Egypt rules with the whip and chain

Moses free my people again!

We're all working for the Pharaoh


Pharaoh he sits in his tower of steel

Around his feet the princes kneel

Far beneath we shoulder the wheel

We're all working for the Pharaoh


I tell my students I do not work for the record company, but every time I put a popular song lyric on an exam or class weblog. some of my students buy the CD. I work for, and you pay tuition to, what my father would call a scab university.

Is Richard Thompson right? Are we all working for the Pharaoh? If so, what should we do about it?

As always, thanks!

Jerome Bauer



intellectual property?

Posted: 02-19-2005 01:06 AM

Dear friends,

On my Telesis pages, I have quoted from Woody Guthrie and Richard Thompson, lyrics critical of the capitalist system. I have done so without obtaining or asking permission. In my judgment it would be inappropriate to do so, and unnecessary since in my judgment this comes under educational Fair Use as codified in US copyright law.[Note 1]

The 2003 Book of Common Readings had a long section about illegal downloading of MP3 music and other copyright violations by students.
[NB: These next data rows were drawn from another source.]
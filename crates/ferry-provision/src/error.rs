//! Error types for provisioning operations

use std::path::PathBuf;
use thiserror::Error;

/// Errors that can occur while provisioning a file
///
/// Only configuration and resolution errors reach the caller of
/// [`Provisioner::provision`](crate::Provisioner::provision) as errors; I/O
/// failures become a guard and lineage failures are logged and absorbed.
#[derive(Error, Debug)]
pub enum ProvisionError {
    /// Configuration error (nothing to provision, invalid pattern, ...)
    #[error("Configuration error: {0}")]
    Config(String),

    /// A file or folder reference could not be turned into a path
    #[error("Path not resolvable: {0}")]
    PathNotResolvable(String),

    /// File system error with the operation that triggered it
    #[error("I/O error while {context} ({path}): {source}")]
    Io {
        /// What was being done
        context: String,
        /// Path involved
        path: PathBuf,
        /// Underlying error
        #[source]
        source: std::io::Error,
    },

    /// Metadata store error
    #[error("Store error: {0}")]
    Store(String),
}

impl ProvisionError {
    /// Wrap an I/O error with the operation and path it concerns
    pub fn io(context: impl Into<String>, path: impl Into<PathBuf>, source: std::io::Error) -> Self {
        ProvisionError::Io {
            context: context.into(),
            path: path.into(),
            source,
        }
    }

    /// Convert any store error into [`ProvisionError::Store`]
    pub fn store<E: std::fmt::Display>(error: E) -> Self {
        ProvisionError::Store(error.to_string())
    }
}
The point of the book was clearly to teach students to respect the concept of intellectual property. As discussion leader, I felt it was my duty to do just the opposite: to teach my students to question this.

Indians are outraged by the patent granted to an American pharmaceutical company for Ayurvedic medicinals. Ayurveda, according to Hindu tradition, is a gift of God. Ultimately, we are all One (Brahman), so "ownership" is an ignorant, selfish illusion, like the rest of the phenomenal world.

Who owns the earth? Who owns the moon, Mars, and asteroids? Who owns the water we drink, and the air we breathe? Who owns my genetic code? Who owns the thoughts I think, and the words I use? Who owns my memories and dreams?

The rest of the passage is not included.